WHAT YOU SHOULD DO –
From the records below, state how many lines hold the string "TempDir", without any other text.

*** EXTRACTED ENTRIES Section Begins ***

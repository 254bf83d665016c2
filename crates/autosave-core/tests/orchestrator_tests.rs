//! End-to-end tests for the watch orchestrator.
//!
//! These drive a real snapshot archive through scripted adapters and a
//! hand-fed change notifier, with poll ticks at chosen instants.

use autosave_core::mock::{ManualChangeNotifier, MockSaveAdapter};
use autosave_core::{
    ChangeDisposition, ChangeEvent, OrchestratorConfig, Phase, SaveOutcome, WatchEvent,
    WatchOrchestrator,
};
use autosave_snapshot::SnapshotStore;
use std::path::{Path, PathBuf};
use std::sync::Arc;
use std::time::Duration;
use tempfile::TempDir;
use tokio::sync::mpsc;
use tokio::time::Instant;

struct Harness {
    _dir: TempDir,
    docs: PathBuf,
    orchestrator: WatchOrchestrator,
    notifier: Arc<ManualChangeNotifier>,
    changes: mpsc::UnboundedReceiver<ChangeEvent>,
    editor: Arc<MockSaveAdapter>,
    start: Instant,
}

impl Harness {
    /// An "Editor" watching `.txt` files with a 5 second interval.
    async fn new() -> Self {
        let dir = TempDir::new().unwrap();
        let docs = dir.path().join("docs");
        std::fs::create_dir_all(&docs).unwrap();

        let store = SnapshotStore::new(dir.path().join("archive")).await.unwrap();
        let (notifier, changes) = ManualChangeNotifier::new();
        let notifier = Arc::new(notifier);
        let orchestrator =
            WatchOrchestrator::new(store, notifier.clone(), OrchestratorConfig::default());

        let editor = Arc::new(MockSaveAdapter::new());
        orchestrator.register("Editor", [".txt"], 5, editor.clone());
        let start = Instant::now();

        Self {
            _dir: dir,
            docs,
            orchestrator,
            notifier,
            changes,
            editor,
            start,
        }
    }

    fn doc(&self, name: &str, content: &str) -> PathBuf {
        let path = self.docs.join(name);
        std::fs::write(&path, content).unwrap();
        path
    }

    fn at(&self, secs: u64) -> Instant {
        self.start + Duration::from_secs(secs)
    }

    /// Emit a change through the notifier and hand it to the orchestrator.
    async fn change(&mut self, path: &Path, secs: u64) -> ChangeDisposition {
        assert!(self.notifier.emit_at(path, self.at(secs)), "path not watched");
        let event = self.changes.recv().await.unwrap();
        self.orchestrator.handle_change(event)
    }

    async fn snapshots(&self, file_name: &str) -> usize {
        self.orchestrator
            .store()
            .list_snapshots("Editor", file_name)
            .await
            .unwrap()
            .len()
    }

    fn last_save(&self) -> Instant {
        self.orchestrator.status("Editor").unwrap().last_save
    }
}

async fn settle(disposition: ChangeDisposition) -> SaveOutcome {
    match disposition {
        ChangeDisposition::Dispatched(handle) => handle.await.unwrap(),
        other => panic!("expected a dispatched save, got {other:?}"),
    }
}

#[tokio::test]
async fn test_timer_save_then_immediate_change_save() {
    let mut h = Harness::new().await;
    let a = h.doc("a.txt", "first draft");
    h.editor.set_running(true);
    h.editor.set_open_files([a.clone()]);

    assert!(h.orchestrator.tick_at(h.at(0)).await.is_empty());
    assert_eq!(h.snapshots("a.txt").await, 0);

    let outcomes = h.orchestrator.tick_at(h.at(5)).await.wait().await;
    assert_eq!(outcomes.len(), 1);
    assert_eq!(h.snapshots("a.txt").await, 1);
    assert_eq!(h.last_save(), h.at(5));

    std::fs::write(&a, "second draft").unwrap();
    let outcome = settle(h.change(&a, 6).await).await;
    let SaveOutcome::Captured(snapshot) = outcome else {
        panic!("change save was not captured");
    };
    assert!(snapshot.is_from(&a));
    assert_eq!(
        std::fs::read_to_string(&snapshot.storage_path).unwrap(),
        "second draft"
    );
    assert_eq!(h.snapshots("a.txt").await, 2);
    assert_eq!(h.last_save(), h.at(6));
    assert_eq!(h.editor.saved_paths(), vec![a.clone(), a]);
}

#[tokio::test]
async fn test_retention_keeps_newest_five() {
    let mut h = Harness::new().await;
    let a = h.doc("a.txt", "v0");
    h.editor.set_running(true);
    h.editor.set_open_files([a.clone()]);
    h.orchestrator.tick_at(h.at(0)).await;

    for secs in 1..=6 {
        std::fs::write(&a, format!("v{secs}")).unwrap();
        assert!(settle(h.change(&a, secs).await).await.is_captured());
    }

    let snapshots = h
        .orchestrator
        .store()
        .list_snapshots("Editor", "a.txt")
        .await
        .unwrap();
    assert_eq!(snapshots.len(), 5);
    assert_eq!(
        std::fs::read_to_string(&snapshots[0].storage_path).unwrap(),
        "v6"
    );
}

#[tokio::test]
async fn test_rapid_triggers_coalesce() {
    let mut h = Harness::new().await;
    let a = h.doc("a.txt", "draft");
    h.editor.set_running(true);
    h.editor.set_open_files([a.clone()]);
    h.editor.set_save_delay(Duration::from_millis(300));
    h.orchestrator.tick_at(h.at(0)).await;

    let timer = h.orchestrator.tick_at(h.at(5)).await;
    assert_eq!(timer.len(), 1);

    assert!(matches!(h.change(&a, 6).await, ChangeDisposition::Coalesced));
    let again = h.orchestrator.tick_at(h.at(10)).await;
    assert!(again.is_empty());
    assert_eq!(again.coalesced(), 1);

    let outcomes = timer.wait().await;
    assert!(outcomes[0].is_captured());
    assert_eq!(h.editor.save_calls(), 1);
    assert_eq!(h.editor.max_concurrent_saves(), 1);

    // The claim is gone once the save finished
    assert!(settle(h.change(&a, 20).await).await.is_captured());
    assert_eq!(h.editor.max_concurrent_saves(), 1);
}

#[tokio::test]
async fn test_stopped_application_releases_files() {
    let h = Harness::new().await;
    let a = h.doc("a.txt", "draft");
    h.editor.set_running(true);
    h.editor.set_open_files([a.clone()]);
    let mut events = h.orchestrator.subscribe();

    h.orchestrator.tick_at(h.at(0)).await;
    assert_eq!(h.notifier.subscription_count(), 1);

    h.editor.set_running(false);
    assert!(h.orchestrator.tick_at(h.at(1)).await.is_empty());

    let status = h.orchestrator.status("Editor").unwrap();
    assert_eq!(status.phase, Phase::Idle);
    assert!(status.watched_files.is_empty());
    assert_eq!(h.notifier.subscription_count(), 0);

    // A change that slipped through before teardown is ignored
    let stray = h.orchestrator.handle_change(ChangeEvent::at(&a, h.at(2)));
    assert!(matches!(stray, ChangeDisposition::Ignored));
    assert!(h.orchestrator.tick_at(h.at(30)).await.is_empty());
    assert_eq!(h.editor.save_calls(), 0);

    let mut seen = Vec::new();
    while let Ok(event) = events.try_recv() {
        seen.push(event);
    }
    assert!(seen.contains(&WatchEvent::Started {
        app: "Editor".to_string()
    }));
    assert!(seen.contains(&WatchEvent::Stopped {
        app: "Editor".to_string()
    }));
}

#[tokio::test]
async fn test_watch_set_tracks_filtered_listing() {
    let h = Harness::new().await;
    let a = h.docs.join("a.txt");
    let b = h.docs.join("b.TXT");
    let e = h.docs.join("e.txt");
    h.editor.set_running(true);
    h.editor.set_open_files([
        a.clone(),
        b.clone(),
        h.docs.join("c.md"),
        h.docs.join("README"),
    ]);

    h.orchestrator.tick_at(h.at(0)).await;
    let status = h.orchestrator.status("Editor").unwrap();
    assert_eq!(status.watched_files, vec![a.clone(), b.clone()]);
    assert_eq!(status.subscribed_files, 2);

    h.editor.set_open_files([b.clone(), e.clone()]);
    h.orchestrator.tick_at(h.at(1)).await;
    let status = h.orchestrator.status("Editor").unwrap();
    assert_eq!(status.watched_files, vec![b.clone(), e.clone()]);
    assert_eq!(h.notifier.subscription_count(), 2);
    assert!(!h.notifier.is_watched(&a));
    assert!(h.notifier.is_watched(&b));
    assert!(h.notifier.is_watched(&e));
}

#[tokio::test]
async fn test_failed_save_is_retried_next_tick() {
    let h = Harness::new().await;
    let a = h.doc("a.txt", "draft");
    h.editor.set_running(true);
    h.editor.set_open_files([a.clone()]);
    h.orchestrator.tick_at(h.at(0)).await;
    let registered = h.last_save();

    h.editor.set_fail_saves(true);
    let outcomes = h.orchestrator.tick_at(h.at(5)).await.wait().await;
    assert!(matches!(outcomes[..], [SaveOutcome::SaveFailed(_)]));
    assert_eq!(h.last_save(), registered);
    assert_eq!(h.snapshots("a.txt").await, 0);

    h.editor.set_fail_saves(false);
    let outcomes = h.orchestrator.tick_at(h.at(6)).await.wait().await;
    assert!(outcomes[0].is_captured());
    assert_eq!(h.last_save(), h.at(6));
    assert_eq!(h.snapshots("a.txt").await, 1);
}

#[tokio::test]
async fn test_unregister_lets_inflight_save_finish() {
    let h = Harness::new().await;
    let a = h.doc("a.txt", "draft");
    h.editor.set_running(true);
    h.editor.set_open_files([a.clone()]);
    h.editor.set_save_delay(Duration::from_millis(200));
    h.orchestrator.tick_at(h.at(0)).await;

    let pending = h.orchestrator.tick_at(h.at(5)).await;
    assert_eq!(pending.len(), 1);

    assert!(h.orchestrator.stop_watching("Editor"));
    assert!(!h.orchestrator.stop_watching("Editor"));
    assert_eq!(h.notifier.subscription_count(), 0);
    assert!(h.orchestrator.status("Editor").is_none());

    let outcomes = pending.wait().await;
    assert!(outcomes[0].is_captured());
    assert_eq!(h.snapshots("a.txt").await, 1);
    assert_eq!(h.notifier.subscription_count(), 0);
    assert!(h.orchestrator.tick_at(h.at(60)).await.is_empty());
}

#[tokio::test]
async fn test_applications_are_archived_separately() {
    let h = Harness::new().await;
    let a = h.doc("a.txt", "editor copy");
    let viewer = Arc::new(MockSaveAdapter::new());
    h.orchestrator.register("Viewer", ["txt"], 5, viewer.clone());

    h.editor.set_running(true);
    h.editor.set_open_files([a.clone()]);
    viewer.set_running(true);
    viewer.set_open_files([h.doc("b.txt", "viewer copy")]);

    h.orchestrator.tick_at(h.at(0)).await;
    let outcomes = h.orchestrator.tick_at(h.at(60)).await.wait().await;
    assert_eq!(outcomes.len(), 2);

    let mut apps = h.orchestrator.store().applications().await.unwrap();
    apps.sort();
    assert_eq!(apps, vec!["Editor", "Viewer"]);
    assert_eq!(h.snapshots("a.txt").await, 1);
    assert_eq!(h.snapshots("b.txt").await, 0);
}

*** EXTRACTED ENTRIES Section Ends ***

REPLY –
3